For business owners· 4 min read

Bundling Irrigation & Landscaping Services for Growth

Cross-sell landscaping and irrigation packages. Combined service offerings and upsell strategies for contractors.

Your irrigation business is good at what it does—but you're leaving money on the table by staying siloed in one service. Bundling irrigation with complementary landscaping services transforms you from a seasonal vendor into a year-round revenue engine. Here's how to package, price, and sell these combinations profitably.

Why Bundling Works for Irrigation Contractors

Homeowners and property managers think in projects, not individual services. Someone installing a new sprinkler system also needs grading, mulch installation, or landscape lighting. By offering the bundle upfront, you capture more of the wallet, reduce customer acquisition costs per dollar, and build stickiness—clients who use you for multiple services stick around longer.

The math is simple: a customer paying $3,500 for irrigation alone might spend $6,000–$8,000 if you present landscaping enhancements as part of the solution. Your labor and overhead are already allocated; additional services on the same property have higher margins.

Creating Bundled Service Packages

Start by identifying which landscaping services pair naturally with your irrigation work:

  • Grading and drainage (essential before sprinkler layout)
  • Mulch and soil preparation (protects new irrigation lines, improves water retention)
  • Landscape lighting (installed during the same site work)
  • Hardscape installation (walkways, patios that integrate with irrigation zones)
  • Seasonal cleanup and maintenance (keeps systems functioning, identifies problems early)

Don't try bundling everything. Pick 2–3 natural pairings and name them clearly. For example:

"Complete Irrigation Refresh" = sprinkler system + grading + mulch ($4,200–$5,800) "Yard Transformation" = irrigation + hardscape + landscape lighting ($7,500–$11,000) "Seasonal Maintenance Plan" = quarterly irrigation inspection + soil conditioning + weed control ($120/month)

Pricing Your Bundles

Bundle pricing should feel like a deal without eroding margins. A typical approach:

  1. Calculate individual service costs (e.g., irrigation $3,500 + grading $1,200 + mulch $600 = $5,300 standalone total).
  2. Bundle price: offer it at 10–15% off the sum ($4,500–$4,750).
  3. You retain 85–90% of revenue; the customer saves money; everyone wins.

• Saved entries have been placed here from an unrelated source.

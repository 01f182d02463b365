//! Bot module - Core bot functionality.

pub mod dispatcher;
mod runtime;
pub mod webhook;

pub use dispatcher::{build_dispatcher, AppState};
pub use runtime::run;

For maintenance plans, charge 60–75% of what seasonal service à la carte would cost. A customer spending $1,200/year on individual visits might pay $800–$900 on a bundled quarterly plan, but you lock in predictable revenue.

Sales and Positioning

Bundled services need to be visible where customers look. When a prospect requests a "sprinkler system quote," your sales process should ask about grading, drainage, or aesthetic upgrades in the same conversation. Many contractors miss this—they quote irrigation alone and never circle back.

Present bundles in writing. Include before/after photos, timelines, and payment terms. Bundled projects typically take 2–4 weeks (depending on scope); break them into phases if needed so customers understand the workflow.

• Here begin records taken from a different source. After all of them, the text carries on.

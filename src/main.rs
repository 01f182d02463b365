//! Welcomer - greets new group members on Telegram.
//!
//! ## Architecture
//!
//! - `config` - Environment configuration and hot-swappable welcome settings
//! - `welcome` - Platform-neutral core: join classification, member-id
//!   resolution, template compilation, image resolution, plan assembly
//! - `events` - Telegram adapter feeding the core and delivering greetings
//! - `bot` - Dispatcher and runtime (with Throttle for API rate limiting)
//! - `utils` - Utility functions

mod bot;
mod config;
mod events;
mod utils;
mod welcome;

use teloxide::adaptors::throttle::Limits;
use teloxide::prelude::*;
use tracing::{info, warn};
use tracing_subscriber::EnvFilter;

use bot::AppState;
use config::{Config, SharedConfig, WelcomeConfig};

#[cfg(not(target_env = "msvc"))]
#[global_allocator]
static GLOBAL: tikv_jemallocator::Jemalloc = tikv_jemallocator::Jemalloc;

#[tokio::main]
async fn main() -> anyhow::Result<()> {
    // Load .env file first (before anything else)
    dotenvy::dotenv().ok();

    // If RUST_LOG is not set, default to "info" level for our crate
    let filter = EnvFilter::try_from_default_env()
        .unwrap_or_else(|_| EnvFilter::new("welcomer=info,teloxide=warn"));

    tracing_subscriber::fmt()
        .with_env_filter(filter)
        .init();

    info!("Starting welcomer bot...");

    let config = Config::from_env()?;
    info!("Bot mode: {:?}", config.bot_mode);

    let welcome_dir = config::ensure_data_dir(&config.data_dir)?;
    let welcome = WelcomeConfig::load(&config.data_dir)?;
    info!(
        "Welcome handler initialised (template: {}, default image: {})",
        welcome.template,
        welcome.default_image_path.display()
    );
    if welcome.template.placeholder_count() == 0 {
        warn!("Welcome template has no {{at}} placeholder, new members will not be mentioned");
    }
    info!("Drop a welcome.jpg into {} to use it as the default image", welcome_dir.display());

    let shared = SharedConfig::new(welcome);
    config::spawn_sighup_reload(shared.clone(), config.data_dir.clone());

    // Telegram's rate limits are enforced by the Throttle adaptor
    let bot = Bot::new(&config.bot_token).throttle(Limits::default());

    let me = bot.get_me().await?;
    info!("Bot username: @{}", me.username());

    let dispatcher = bot::build_dispatcher(bot.clone(), AppState::new(shared));
    bot::run(&config, dispatcher, bot).await?;

    info!("Welcome handler unloaded");

    Ok(())
}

Use Mercoly to list these bundled packages alongside your core irrigation services. Being findable on a platform that connects you with ready-to-buy customers means more qualified leads asking about complete solutions, not just pipe work.

Training Your Team

Your sales and estimating staff need to sell bundles, not bundles-as-afterthoughts. Brief them on:

  • Which services genuinely improve irrigation outcomes (grading, drainage, mulch).
  • Typical upsell percentages (aim for 30–50% of irrigation jobs to bundle with landscaping).
  • How to ask: "Are you also interested in improving drainage on this property?" beats "Do you want landscaping?"

Managing the Expanded Scope

Adding landscaping services means hiring or subcontracting labor with different skills. Start small: partner with a reliable hardscape contractor or landscape crew for overflow work. You keep the customer relationship and pocket 15–20% coordination markup.

Track profitability by bundle type. Some packages will have better margins than others; adjust pricing quarterly as you learn.

Frequently Asked Questions

Q: Should I hire in-house landscaping staff or use subcontractors? Start with subcontractors while testing demand. Once bundled projects hit 40–50% of your monthly revenue, consider hiring a crew lead for hardscape or landscape work.

Q: How do I convince customers that bundling saves them money? Show them the itemized cost breakdown (sprinkler $3,500 + grading $1,200 + mulch $600 = $5,300) next to your bundle price ($4,700). The visual difference is persuasive.

Q: What's a realistic timeline to bundle profitably? Most irrigation contractors see positive results within 90 days of updating their sales process and website to showcase bundled packages—provided you actively pitch them during estimates.

Start packaging and pitching bundles this month; revenue upside will follow.